The incident took place at Breckenridge, a resort owned by Vail Resorts. Photo: Ethan Walsweer // Usnplash
A Texas man is suing Vail Resorts for negligence even after he signed two liability waivers issued by the company. As Summit Daily reports, The Colorado Supreme Court recently heard oral arguments in a case that could have wide ranging implications for ski resort contracts.
John Litterer sued Vail Resorts subsidiary Vail Summit Resorts Inc. after he was hit by an employee driving a snowmobile at Breckenridge Ski Resort in 2020. Litterer filed a complaint asserting that the crash was a result of negligence on the part of the snowmobile operator and the resort.
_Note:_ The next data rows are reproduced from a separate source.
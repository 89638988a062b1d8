//! Scanned query terms.

use serde::Serialize;

use crate::field::FieldRef;

/// The phrase matching any annotation of a field's type.
pub const WILDCARD: &str = "*";

/// One term of a query: a key phrase with an optional field tag.
#[derive(Debug, Clone, PartialEq, Eq, Serialize)]
pub struct QueryTerm {
    /// Key phrase with escapes resolved, case preserved.
    pub phrase: String,
    /// Field tag, if any.
    pub field: Option<FieldRef>,
    /// Whether the phrase was written in double quotes.
    pub quoted: bool,
    /// Character position in the normalized query where the term starts.
    pub position: usize,
}

impl QueryTerm {
    /// Creates a term without a field tag.
    pub fn new(phrase: impl Into<String>, quoted: bool, position: usize) -> Self {
        Self {
            phrase: phrase.into(),
            field: None,
            quoted,
            position,
        }
    }

    /// Attaches a field tag.
    pub fn with_field(mut self, field: FieldRef) -> Self {
        self.field = Some(field);
        self
    }

    /// Returns true if the phrase is the wildcard `*`.
    pub fn is_wildcard(&self) -> bool {
        self.phrase == WILDCARD
    }
}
The Summit County District Court and Colorado Court of Appeals both dismissed Litterer’s case, saying that he had given up his right to sue the company. That’s because Litterer signed not one, but two liability waivers issued by Vail Resorts. The first was when he bought an Epic Pass the year he was injured. However, to make things more complicated, he then purchased another Epic Pass in 2022 and clicked on the agreement a second time.
During oral arguments, Supreme Court Justices asked lawyers about the second liability waiver. Litterer’s attorney, Trent Ongert, argued that the signing of the second waiver did not mean his client was giving up the right to sue the resort, and that the waiver’s language was unenforceable. Meanwhile, Vail Resorts’ attorney Michael Hofmann rebutted that the wording was clear.
The result of the hearing could have farther reaching implications for resort-goers. Two years ago, the Supreme Court heard a similar case, Miller v. Crested Butte, and ruled that blanket waivers do not protect resorts in all cases when a customer is injured. Litterer’s case, though, even further tests the powers of liability releases to prevent not only future litigation, but ongoing cases.
According to Summit Daily, the Supreme Court typically issues written opinions within nine months of oral arguments, meaning we could have the answer soon.